Soccer participation in Victoria has been growing strongly – particularly among women and girls.
The most recent Ausplay data showed the number of females playing club-based soccer in Victoria had more than doubled in five years to 55,000, including 25,000 girls.
As part of the commitment, pitch use will be offered to community clubs at a discounted rate, and La Trobe students will enjoy free access to the facilities for around 20 hours a week.
This will mean more than 6,000 hours of use over an average year by the national teams and development pathway programs – including approximately 140 days of use by the Matildas.
The Victorian State Rugby Centre will boast a show pitch with grandstand seating and two additional pitches, along with high performance facilities including a gymnasium, sport science, medical and recovery areas and a training and match day home for the Melbourne Rebels’ Super W team.

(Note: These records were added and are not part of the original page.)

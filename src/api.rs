use serde::Serialize;

/// JSON envelope wrapping every bookmark API response.
#[derive(Debug, Serialize)]
pub struct APIResponse<T = ()> {
    pub success: bool,
    #[serde(skip_serializing_if = "Option::is_none")]
    pub data: Option<T>,
    #[serde(skip_serializing_if = "Option::is_none")]
    pub error: Option<String>,
    #[serde(skip_serializing_if = "Option::is_none")]
    pub message: Option<String>,
    #[serde(skip_serializing_if = "Option::is_none")]
    pub details: Option<String>,
}

impl<T> APIResponse<T> {
    pub fn ok(data: T) -> Self {
        APIResponse {
            success: true,
            data: Some(data),
            error: None,
            message: None,
            details: None,
        }
    }
}

impl APIResponse {
    pub fn new_from_msg(msg: &str) -> Self {
        APIResponse {
            success: true,
            data: None,
            error: None,
            message: Some(msg.to_owned()),
            details: None,
        }
    }

    pub fn new_from_error(err: &str) -> Self {
        APIResponse {
            success: false,
            data: None,
            error: Some(err.to_owned()),
            message: None,
            details: None,
        }
    }

    pub fn with_details(mut self, details: &str) -> Self {
        self.details = Some(details.to_owned());
        self
    }

    pub fn with_message(mut self, msg: &str) -> Self {
        self.message = Some(msg.to_owned());
        self
    }
}

#[derive(Debug, Serialize)]
pub struct HealthResponse {
    pub status: &'static str,
    pub service: &'static str,
}

#[derive(Debug, Serialize)]
pub struct PingResponse {
    pub message: &'static str,
}
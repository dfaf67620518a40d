//! Bookmarks API
//!
//! CRUD endpoints over the shared [`BookmarkStore`](crate::store::BookmarkStore).
//! Every response is wrapped in an [`APIResponse`](crate::api::APIResponse) envelope.
//!
//! # Usage
//!
//! ```rust,ignore
//! use web_collector::bookmarks;
//!
//! let app = Router::new()
//!     .nest("/api/v1/bookmarks", bookmarks::routes())
//!     .with_state(app_state);
//! ```

mod handler;
mod routes;

pub use routes::routes;
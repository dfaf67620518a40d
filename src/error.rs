use thiserror::Error;

#[derive(Debug, Error)]
pub enum StoreError {
    #[error("lock poisoned: {0}")]
    LockPoisoned(String),
}

pub type StoreResult<T> = Result<T, StoreError>;

#[derive(Debug, Error)]
pub enum HandlerError {
    #[error("store error: {0}")]
    Store(#[from] StoreError),

    #[error("validation error: {0}")]
    Validation(String),
}

#[derive(Debug, Error)]
pub enum ConfigError {
    #[error("failed to read config file {path}")]
    Read {
        path: String,
        #[source]
        source: std::io::Error,
    },

    #[error("failed to parse config: {0}")]
    Parse(#[from] serde_yaml::Error),

    #[error("invalid config: {0}")]
    Invalid(String),
}

impl axum::response::IntoResponse for HandlerError {
    fn into_response(self) -> axum::response::Response {
        match self {
            HandlerError::Validation(details) => {
                tracing::warn!(details = %details, "rejected request body");
                crate::bad_request(&details)
            }
            HandlerError::Store(e) => {
                tracing::error!(error = %crate::unpack_error(&e), "store operation failed");
                crate::server_error()
            }
        }
    }
}

impl From<axum::extract::rejection::JsonRejection> for HandlerError {
    fn from(rejection: axum::extract::rejection::JsonRejection) -> Self {
        HandlerError::Validation(rejection.body_text())
    }
}
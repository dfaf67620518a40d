use std::sync::Arc;

use anyhow::Context;
use clap::Parser;
use tokio::signal;
use tokio_util::sync::CancellationToken;
use tracing_subscriber::EnvFilter;
use web_collector::config::{Cli, Config};
use web_collector::handler::AppState;
use web_collector::server::build_router;
use web_collector::store::{BookmarkStore, InMemoryStore};
use web_collector::unpack_error;

#[tokio::main]
async fn main() {
    // A missing .env file is fine; the environment may already be set.
    let dotenv = dotenvy::dotenv();

    tracing_subscriber::fmt()
        .json()
        .with_env_filter(EnvFilter::try_from_default_env().unwrap_or_else(|_| EnvFilter::new("info")))
        .init();
    tracing::info!("web-collector.svc starting");
    if let Err(e) = dotenv {
        tracing::debug!(error = %e, ".env file not loaded");
    }

    let args = Cli::parse();
    let cfg = Config::resolve(args.config_path.as_deref()).unwrap_or_else(|e| {
        tracing::error!(error = %unpack_error(&e), path = ?args.config_path, "failed to load config");
        std::process::exit(1);
    });

    if let Err(e) = run(cfg).await {
        tracing::error!(error = %format!("{:#}", e), "web-collector.svc failed");
        std::process::exit(1);
    }
    tracing::info!("web-collector.svc going off, graceful shutdown complete");
}

async fn run(cfg: Config) -> anyhow::Result<()> {
    let store: Arc<dyn BookmarkStore> = if cfg.app.seed_samples {
        Arc::new(InMemoryStore::with_samples())
    } else {
        Arc::new(InMemoryStore::new())
    };

    let app = build_router(AppState::new(store), &cfg.cors.allowed_origins)
        .context("failed to build router")?;

    let address = cfg.address();
    let listener = tokio::net::TcpListener::bind(&address)
        .await
        .with_context(|| format!("failed to bind tcp listener on {}", address))?;

    let cancellation_token = CancellationToken::new();
    tokio::spawn(shutdown_signal(cancellation_token.clone()));

    tracing::info!("web-collector.svc running on {}", &address);
    axum::serve(listener, app)
        .with_graceful_shutdown(cancellation_token.cancelled_owned())
        .await
        .context("server error")?;

    Ok(())
}

async fn shutdown_signal(token: CancellationToken) {
    let ctrl_c = async {
        let _ = signal::ctrl_c().await;
    };
    #[cfg(unix)]
    let terminate = async {
        use tokio::signal::unix::{SignalKind, signal};
        if let Ok(mut stream) = signal(SignalKind::terminate()) {
            let _ = stream.recv().await;
        }
    };
    #[cfg(not(unix))]
    let terminate = std::future::pending::<()>();

    tokio::select! {
        _ = ctrl_c => tracing::info!("ctrl+c signal received, preparing to shutdown"),
        _ = terminate => tracing::info!("terminate signal received, preparing to shutdown"),
    }
    token.cancel();
}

Melbourne Rebels Chair Paul Docherty said in 133 years, Victorian Rugby has never had such a wonderful opportunity to grow the game and share its benefits with all Victorians. We are thrilled with the State Government’s unprecedented commitment to the sport.
Since 2014, the Victorian Government has invested more than $1 billion in community sports infrastructure, including female friendly facilities, improving access and opportunity for women and girls of all ages and abilities across the state.
The dual-sport super site at Bundoora will also encourage research collaboration between high-performance experts and academics at La Trobe University.
La Trobe University has invested more than $80 million to develop its Sports Park, including a stadium, research laboratories and soccer, Australian rules football, cricket and baseball facilities.
La Trobe University Vice-Chancellor Professor John Dewar said to have some of the world’s very best professional women’s sports teams housed in this exceptional new development at La Trobe’s Sports Park will be a huge boost for our students, for sports science research, and for the community in Melbourne’s north.